● **Assigned task**: Copy out each line of the listing below in which the string "filename" occurs.
=== Section Start ===
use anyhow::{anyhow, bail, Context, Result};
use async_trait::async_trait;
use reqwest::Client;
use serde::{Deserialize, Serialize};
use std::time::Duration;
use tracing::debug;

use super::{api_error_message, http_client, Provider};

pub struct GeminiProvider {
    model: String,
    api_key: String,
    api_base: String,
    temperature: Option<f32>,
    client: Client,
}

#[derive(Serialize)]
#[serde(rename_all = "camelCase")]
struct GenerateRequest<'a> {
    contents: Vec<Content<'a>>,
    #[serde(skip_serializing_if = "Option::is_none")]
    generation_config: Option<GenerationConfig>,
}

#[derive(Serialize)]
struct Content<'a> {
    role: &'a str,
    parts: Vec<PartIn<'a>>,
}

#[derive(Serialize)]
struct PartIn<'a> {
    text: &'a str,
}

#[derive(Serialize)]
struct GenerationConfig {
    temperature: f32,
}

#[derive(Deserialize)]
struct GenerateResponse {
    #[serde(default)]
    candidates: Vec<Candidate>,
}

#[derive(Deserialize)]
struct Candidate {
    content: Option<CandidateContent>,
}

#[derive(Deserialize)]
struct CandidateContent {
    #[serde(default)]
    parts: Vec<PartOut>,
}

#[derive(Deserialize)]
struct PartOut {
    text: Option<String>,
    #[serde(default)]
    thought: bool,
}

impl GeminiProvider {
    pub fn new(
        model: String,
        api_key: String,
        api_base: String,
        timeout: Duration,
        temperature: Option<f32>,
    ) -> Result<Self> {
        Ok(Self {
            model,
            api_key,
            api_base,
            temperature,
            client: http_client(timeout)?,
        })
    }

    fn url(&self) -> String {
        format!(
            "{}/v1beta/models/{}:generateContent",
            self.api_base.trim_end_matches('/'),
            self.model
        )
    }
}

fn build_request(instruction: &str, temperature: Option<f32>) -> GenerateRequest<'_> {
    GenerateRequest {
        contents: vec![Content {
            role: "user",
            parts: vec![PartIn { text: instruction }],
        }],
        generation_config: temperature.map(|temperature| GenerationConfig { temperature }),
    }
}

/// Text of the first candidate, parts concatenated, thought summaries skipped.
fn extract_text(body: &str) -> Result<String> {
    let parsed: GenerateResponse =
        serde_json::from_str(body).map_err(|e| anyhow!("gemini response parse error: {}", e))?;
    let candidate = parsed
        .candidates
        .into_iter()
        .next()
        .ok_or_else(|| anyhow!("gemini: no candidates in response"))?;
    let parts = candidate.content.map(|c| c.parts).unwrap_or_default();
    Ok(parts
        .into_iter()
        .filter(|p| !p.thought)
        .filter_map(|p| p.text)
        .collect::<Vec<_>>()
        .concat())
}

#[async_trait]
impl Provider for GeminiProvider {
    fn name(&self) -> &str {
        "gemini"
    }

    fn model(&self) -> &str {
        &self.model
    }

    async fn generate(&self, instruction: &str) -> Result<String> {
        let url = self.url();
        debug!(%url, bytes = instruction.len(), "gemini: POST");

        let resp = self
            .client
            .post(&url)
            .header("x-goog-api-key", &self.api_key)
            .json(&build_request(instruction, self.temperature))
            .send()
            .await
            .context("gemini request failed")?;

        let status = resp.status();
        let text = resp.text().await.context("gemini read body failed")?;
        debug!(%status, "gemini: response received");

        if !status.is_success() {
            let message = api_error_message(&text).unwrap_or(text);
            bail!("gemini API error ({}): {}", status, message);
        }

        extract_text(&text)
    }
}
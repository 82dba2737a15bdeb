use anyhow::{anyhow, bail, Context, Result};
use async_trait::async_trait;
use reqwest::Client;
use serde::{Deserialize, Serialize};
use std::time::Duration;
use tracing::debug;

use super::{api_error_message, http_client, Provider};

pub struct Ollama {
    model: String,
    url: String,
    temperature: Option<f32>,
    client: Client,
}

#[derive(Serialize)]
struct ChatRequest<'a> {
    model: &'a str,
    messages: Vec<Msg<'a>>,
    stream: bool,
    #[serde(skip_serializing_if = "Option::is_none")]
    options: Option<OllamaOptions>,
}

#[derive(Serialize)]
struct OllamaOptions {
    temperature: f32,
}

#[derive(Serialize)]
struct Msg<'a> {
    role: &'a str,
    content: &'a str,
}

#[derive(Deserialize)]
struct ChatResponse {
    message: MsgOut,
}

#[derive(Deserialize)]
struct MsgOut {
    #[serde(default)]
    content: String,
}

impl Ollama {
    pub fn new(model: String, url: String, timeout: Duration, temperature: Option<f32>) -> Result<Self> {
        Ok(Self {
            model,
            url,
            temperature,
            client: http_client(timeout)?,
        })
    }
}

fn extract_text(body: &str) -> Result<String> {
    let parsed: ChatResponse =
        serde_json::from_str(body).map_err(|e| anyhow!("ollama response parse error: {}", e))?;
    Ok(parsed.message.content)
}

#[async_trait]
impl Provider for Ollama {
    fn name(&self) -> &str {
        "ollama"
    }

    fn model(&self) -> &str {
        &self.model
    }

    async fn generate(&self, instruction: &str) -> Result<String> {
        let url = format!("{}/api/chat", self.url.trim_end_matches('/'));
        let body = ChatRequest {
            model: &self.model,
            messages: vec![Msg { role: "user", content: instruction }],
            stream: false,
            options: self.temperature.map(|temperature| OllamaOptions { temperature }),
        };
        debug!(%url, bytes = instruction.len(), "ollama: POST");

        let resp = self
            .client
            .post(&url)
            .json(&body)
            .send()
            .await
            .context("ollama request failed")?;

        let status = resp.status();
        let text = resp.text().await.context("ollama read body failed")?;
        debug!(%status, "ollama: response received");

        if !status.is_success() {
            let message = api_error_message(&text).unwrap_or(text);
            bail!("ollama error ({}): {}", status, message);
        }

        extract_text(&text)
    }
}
=== Section End ===
=== Section Start ===
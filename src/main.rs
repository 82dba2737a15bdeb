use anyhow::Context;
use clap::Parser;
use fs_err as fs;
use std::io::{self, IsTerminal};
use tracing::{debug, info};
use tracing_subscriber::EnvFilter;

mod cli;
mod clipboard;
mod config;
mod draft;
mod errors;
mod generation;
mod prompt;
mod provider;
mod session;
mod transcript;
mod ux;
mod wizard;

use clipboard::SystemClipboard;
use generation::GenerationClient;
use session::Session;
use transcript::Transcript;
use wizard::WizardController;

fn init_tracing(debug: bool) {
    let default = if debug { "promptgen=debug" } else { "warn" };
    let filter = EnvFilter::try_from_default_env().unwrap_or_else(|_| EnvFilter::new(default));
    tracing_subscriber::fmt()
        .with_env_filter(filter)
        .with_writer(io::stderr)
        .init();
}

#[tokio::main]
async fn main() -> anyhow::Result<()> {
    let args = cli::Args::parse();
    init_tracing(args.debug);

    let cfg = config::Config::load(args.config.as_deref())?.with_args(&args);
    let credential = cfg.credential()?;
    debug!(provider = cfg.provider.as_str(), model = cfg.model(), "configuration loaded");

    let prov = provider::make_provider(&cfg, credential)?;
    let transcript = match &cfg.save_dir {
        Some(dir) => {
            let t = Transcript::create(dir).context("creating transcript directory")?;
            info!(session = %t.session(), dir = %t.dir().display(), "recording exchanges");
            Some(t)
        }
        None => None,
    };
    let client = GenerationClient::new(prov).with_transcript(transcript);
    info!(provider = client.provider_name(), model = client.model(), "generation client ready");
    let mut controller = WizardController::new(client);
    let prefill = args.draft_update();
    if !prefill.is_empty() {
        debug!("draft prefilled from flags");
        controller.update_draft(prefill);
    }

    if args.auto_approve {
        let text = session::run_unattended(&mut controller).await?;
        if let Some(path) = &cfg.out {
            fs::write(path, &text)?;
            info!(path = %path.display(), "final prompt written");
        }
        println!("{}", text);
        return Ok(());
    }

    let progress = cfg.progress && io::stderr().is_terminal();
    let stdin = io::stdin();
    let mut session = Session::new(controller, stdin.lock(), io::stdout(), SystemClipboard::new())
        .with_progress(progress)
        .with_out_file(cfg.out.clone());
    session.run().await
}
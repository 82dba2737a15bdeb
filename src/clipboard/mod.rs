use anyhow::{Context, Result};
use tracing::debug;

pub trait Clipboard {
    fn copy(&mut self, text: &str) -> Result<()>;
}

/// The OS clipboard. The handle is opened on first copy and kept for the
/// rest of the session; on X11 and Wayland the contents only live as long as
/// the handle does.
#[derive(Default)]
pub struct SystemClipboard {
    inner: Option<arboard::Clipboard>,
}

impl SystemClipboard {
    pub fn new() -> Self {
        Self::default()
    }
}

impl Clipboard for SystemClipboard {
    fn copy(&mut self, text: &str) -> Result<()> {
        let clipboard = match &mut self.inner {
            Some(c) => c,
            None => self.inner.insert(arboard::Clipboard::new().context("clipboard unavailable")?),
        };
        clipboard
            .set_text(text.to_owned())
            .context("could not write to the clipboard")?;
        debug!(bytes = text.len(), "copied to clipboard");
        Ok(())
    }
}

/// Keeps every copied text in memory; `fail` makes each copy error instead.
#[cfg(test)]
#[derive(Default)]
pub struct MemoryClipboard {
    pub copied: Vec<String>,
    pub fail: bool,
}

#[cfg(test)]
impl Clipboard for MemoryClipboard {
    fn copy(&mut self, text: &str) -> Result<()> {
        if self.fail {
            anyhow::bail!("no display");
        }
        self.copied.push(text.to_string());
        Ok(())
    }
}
=== Section End ===
=== Section Start ===
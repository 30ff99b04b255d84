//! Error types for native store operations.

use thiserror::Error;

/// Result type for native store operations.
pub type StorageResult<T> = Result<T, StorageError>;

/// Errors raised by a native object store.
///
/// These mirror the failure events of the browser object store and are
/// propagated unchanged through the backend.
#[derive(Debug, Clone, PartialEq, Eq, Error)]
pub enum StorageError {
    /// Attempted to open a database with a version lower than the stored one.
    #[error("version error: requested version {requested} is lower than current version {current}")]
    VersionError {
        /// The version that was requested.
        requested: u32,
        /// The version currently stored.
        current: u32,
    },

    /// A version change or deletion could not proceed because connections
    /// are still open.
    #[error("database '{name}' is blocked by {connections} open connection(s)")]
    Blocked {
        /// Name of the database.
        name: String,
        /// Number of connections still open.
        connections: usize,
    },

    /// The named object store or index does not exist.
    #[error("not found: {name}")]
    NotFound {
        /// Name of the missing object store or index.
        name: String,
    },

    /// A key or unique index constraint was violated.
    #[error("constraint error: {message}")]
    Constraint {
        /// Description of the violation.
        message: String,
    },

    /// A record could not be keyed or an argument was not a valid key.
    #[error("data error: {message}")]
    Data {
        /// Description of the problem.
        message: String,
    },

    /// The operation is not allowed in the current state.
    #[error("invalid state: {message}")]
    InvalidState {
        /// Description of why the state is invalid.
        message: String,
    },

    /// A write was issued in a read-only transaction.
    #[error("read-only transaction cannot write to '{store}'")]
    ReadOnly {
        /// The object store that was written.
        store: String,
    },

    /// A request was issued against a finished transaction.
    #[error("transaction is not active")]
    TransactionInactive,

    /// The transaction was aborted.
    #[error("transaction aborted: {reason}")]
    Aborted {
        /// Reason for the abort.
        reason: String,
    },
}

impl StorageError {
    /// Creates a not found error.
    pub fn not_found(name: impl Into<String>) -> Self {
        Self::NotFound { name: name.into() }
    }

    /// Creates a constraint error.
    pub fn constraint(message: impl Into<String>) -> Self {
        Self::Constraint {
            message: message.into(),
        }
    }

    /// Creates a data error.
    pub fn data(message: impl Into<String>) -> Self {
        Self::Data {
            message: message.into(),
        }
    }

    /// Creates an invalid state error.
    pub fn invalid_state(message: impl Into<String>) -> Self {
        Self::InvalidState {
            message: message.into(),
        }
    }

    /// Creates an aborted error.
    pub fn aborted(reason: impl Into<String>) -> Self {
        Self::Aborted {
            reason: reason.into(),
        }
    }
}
=== Section End ===
● **Expected output**:
filename src/main.rs
filename src/clipboard/mod.rs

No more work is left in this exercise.